A personal favourite is the coffee shop’s immediate neighbour, Collective. Charming owner, Sonja Hilton, has an amazing collection of quirky items that range from beautiful antique furniture pieces to old lamps, type writers, telephones, scales, globes and other treasures.
Then it is into the courtyard and a first stop at Artefact, where Sandy Lynn Niel has everything from beautiful carpets to homeware and decorative items. Favourites have to be the enameled sinks which are more artwork than functional bathroom piece as well as the metalwork pieces. The butterflies that I bought are positioned proudly outside my front door as a reminder.
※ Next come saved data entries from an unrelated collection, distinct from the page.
//! HTTP routes for the Curbwatch service.
//!
//! Defines the Axum router and application state. All shared state is
//! immutable after startup: key material and the policy/exemption tables
//! are read concurrently without locking, and collaborators are behind
//! `Arc<dyn Trait>` seams.

use axum::{
    http::HeaderValue,
    routing::{delete, get, post},
    Router,
};
use metrics_exporter_prometheus::PrometheusHandle;
use std::path::PathBuf;
use std::sync::Arc;
use std::time::Duration;
use tower_http::{
    cors::{AllowOrigin, Any, CorsLayer},
    services::ServeDir,
    timeout::TimeoutLayer,
    trace::TraceLayer,
};

use crate::auth::{AccessPolicy, ExemptionList, PrincipalResolver, TokenCodec};
use crate::errors::ApiError;
use crate::handlers::{admin_handler, auth_handler, cctv_handler, report_handler, user_handler};
use crate::middleware;
use crate::repositories::{CctvCatalog, ReportStore, UserDirectory};

/// Application state shared across all handlers and middleware.
pub struct AppState {
    /// Token issuance and verification.
    pub tokens: TokenCodec,

    /// Ordered path/method → required-role table.
    pub policy: AccessPolicy,

    /// Authentication exemption allow-list.
    pub exemptions: ExemptionList,

    /// Verified claims → principal.
    pub resolver: PrincipalResolver,

    /// User directory collaborator.
    pub users: Arc<dyn UserDirectory>,

    /// Human-report collaborator.
    pub reports: Arc<dyn ReportStore>,

    /// CCTV catalog collaborator.
    pub cctvs: Arc<dyn CctvCatalog>,

    /// Directory served under `/uploads`.
    pub upload_dir: PathBuf,

    /// Allowed CORS origins; empty means any.
    pub cors_allowed_origins: Vec<String>,

    /// Prometheus render handle; `None` when no recorder is installed
    /// (tests).
    pub metrics: Option<PrometheusHandle>,
}

/// Build the application router.
///
/// Layer order (request passes outermost first):
/// 1. TraceLayer - request logging
/// 2. TimeoutLayer - 30 second request timeout
/// 3. CorsLayer - preflight and origin handling
/// 4. authentication middleware - exemptions, token handling, policy
pub fn build_routes(state: Arc<AppState>) -> Router {
    let cors = cors_layer(&state.cors_allowed_origins);

    Router::new()
        // Authentication endpoints (exempt)
        .route("/api/auth/login", post(auth_handler::login))
        .route("/api/auth/signup", post(auth_handler::signup))
        .route("/api/auth/email-check", post(auth_handler::email_check))
        .route("/api/auth/logout", post(auth_handler::logout))
        .route("/api/auth/refresh", post(auth_handler::refresh))
        // Public collaborator endpoints (exempt for GET/POST)
        .route(
            "/api/reports",
            get(report_handler::list).post(report_handler::create),
        )
        .route("/api/reports/:id", delete(report_handler::remove))
        .route("/api/cctvs", get(cctv_handler::list))
        .route("/api/cctvs/:id", get(cctv_handler::get_one))
        // Authenticated endpoints
        .route("/api/users/me", get(user_handler::me))
        .route("/api/admin/users", get(admin_handler::list_users))
        // Static upload serving (exempt)
        .nest_service("/uploads", ServeDir::new(&state.upload_dir))
        // Operational endpoints (exempt)
        .route("/health", get(health_check))
        .route("/metrics", get(render_metrics))
        .layer(axum::middleware::from_fn_with_state(
            state.clone(),
            middleware::auth::authenticate,
        ))
        .layer(cors)
        .layer(TimeoutLayer::new(Duration::from_secs(30)))
        .layer(TraceLayer::new_for_http())
        .with_state(state)
}

async fn health_check() -> &'static str {
    "OK"
}

async fn render_metrics(
    axum::extract::State(state): axum::extract::State<Arc<AppState>>,
) -> Result<String, ApiError> {
    state
        .metrics
        .as_ref()
        .map(|handle| handle.render())
        .ok_or(ApiError::NotFound {
            resource: "metrics",
        })
}

fn cors_layer(origins: &[String]) -> CorsLayer {
    if origins.is_empty() {
        CorsLayer::new()
            .allow_origin(Any)
            .allow_methods(Any)
            .allow_headers(Any)
    } else {
        let parsed: Vec<HeaderValue> = origins
            .iter()
            .filter_map(|origin| origin.parse().ok())
            .collect();
        CorsLayer::new()
            .allow_origin(AllowOrigin::list(parsed))
            .allow_methods(Any)
            .allow_headers(Any)
    }
}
Then it’s on to The Framery where you are greeted by artist Tess Reid’s beautiful artworks. She has plenty of good advice for those wanting pictures framed on site- and a little detour to have a special piece framed by her is well worth it.
Heidi Kapp’s Linen and Lace has a wonderful array of the very sorts of things that its name suggests as well as herbal cosmetics and skincare products and unique clothing. Jabu’s Baskets which has an array of lovely decorative and storage items that are made locally.
Nestled in the corner is Crystal Deva where owner Eva De Fleuriot is happy to share her knowledge of crystals and natural healing as you wander through taking in a kaleidoscope of trinkets, jewellery and more.
It felt like I was in a whole different world in the nicest of ways.
A newcomer to the courtyard is Iron Bru. Owner Dirk Shutte takes Tweedie Junction back to its metal working roots. Although this craftsman does all sorts of steelwork – making gates, balustrades, burglar bars and more – his real passion is iron art. The reason that he opened his shop is to showcase a unique collection of decorative items and artefacts that have a distinctly industrial feel that is reminiscent of the steampunk era.
I agree with Lynne that the overall mix is a lovely one and can promise that this will be regular stop-off whenever I am in the Midlands. Given that we are all free to roam freely again and that I find even the shortest time spent in the Midlands is rest for the soul, hopefully that will be quite often.